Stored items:
════

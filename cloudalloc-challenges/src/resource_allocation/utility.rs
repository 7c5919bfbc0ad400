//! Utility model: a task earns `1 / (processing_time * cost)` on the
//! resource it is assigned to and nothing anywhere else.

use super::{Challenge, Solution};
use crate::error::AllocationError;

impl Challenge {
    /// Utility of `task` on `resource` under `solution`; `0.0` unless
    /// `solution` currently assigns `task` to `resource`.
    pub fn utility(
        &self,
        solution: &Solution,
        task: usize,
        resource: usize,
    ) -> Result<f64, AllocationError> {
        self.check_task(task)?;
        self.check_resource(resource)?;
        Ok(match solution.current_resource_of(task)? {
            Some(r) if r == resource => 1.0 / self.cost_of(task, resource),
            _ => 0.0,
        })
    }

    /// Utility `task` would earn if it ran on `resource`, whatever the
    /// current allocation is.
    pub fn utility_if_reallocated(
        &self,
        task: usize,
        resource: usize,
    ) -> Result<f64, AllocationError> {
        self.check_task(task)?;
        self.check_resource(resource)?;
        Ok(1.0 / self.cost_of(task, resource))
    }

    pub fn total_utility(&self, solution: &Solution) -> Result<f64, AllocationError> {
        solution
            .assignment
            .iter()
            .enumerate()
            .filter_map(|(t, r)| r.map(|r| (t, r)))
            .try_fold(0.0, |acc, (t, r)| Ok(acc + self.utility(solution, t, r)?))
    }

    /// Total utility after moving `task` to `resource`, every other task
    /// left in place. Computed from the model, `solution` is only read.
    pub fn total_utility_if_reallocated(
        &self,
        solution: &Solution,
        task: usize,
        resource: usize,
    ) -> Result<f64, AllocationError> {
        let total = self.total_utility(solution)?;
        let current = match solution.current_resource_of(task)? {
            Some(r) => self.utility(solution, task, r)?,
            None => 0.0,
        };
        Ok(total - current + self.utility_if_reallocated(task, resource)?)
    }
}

════

Give back the data above exactly, so that every line matches.

filename cloudalloc-challenges/src/resource_allocation/utility.rs
repository 7c5919bfbc0ad400
//! Utility model: a task earns `1 / (processing_time * cost)` on the
//! resource it is assigned to and nothing anywhere else.

use super::{Challenge, Solution};
use crate::error::AllocationError;

impl Challenge {
    /// Utility of `task` on `resource` under `solution`; `0.0` unless
    /// `solution` currently assigns `task` to `resource`.
    pub fn utility(
        &self,
        solution: &Solution,
        task: usize,
        resource: usize,
    ) -> Result<f64, AllocationError> {
        self.check_task(task)?;
        self.check_resource(resource)?;
        Ok(match solution.current_resource_of(task)? {
            Some(r) if r == resource => 1.0 / self.cost_of(task, resource),
            _ => 0.0,
        })
    }

    /// Utility `task` would earn if it ran on `resource`, whatever the
    /// current allocation is.
    pub fn utility_if_reallocated(
        &self,
        task: usize,
        resource: usize,
    ) -> Result<f64, AllocationError> {
        self.check_task(task)?;
        self.check_resource(resource)?;
        Ok(1.0 / self.cost_of(task, resource))
    }

    pub fn total_utility(&self, solution: &Solution) -> Result<f64, AllocationError> {
        solution
            .assignment
            .iter()
            .enumerate()
            .filter_map(|(t, r)| r.map(|r| (t, r)))
            .try_fold(0.0, |acc, (t, r)| Ok(acc + self.utility(solution, t, r)?))
    }

    /// Total utility after moving `task` to `resource`, every other task
    /// left in place. Computed from the model, `solution` is only read.
    pub fn total_utility_if_reallocated(
        &self,
        solution: &Solution,
        task: usize,
        resource: usize,
    ) -> Result<f64, AllocationError> {
        let total = self.total_utility(solution)?;
        let current = match solution.current_resource_of(task)? {
            Some(r) => self.utility(solution, task, r)?,
            None => 0.0,
        };
        Ok(total - current + self.utility_if_reallocated(task, resource)?)
    }
}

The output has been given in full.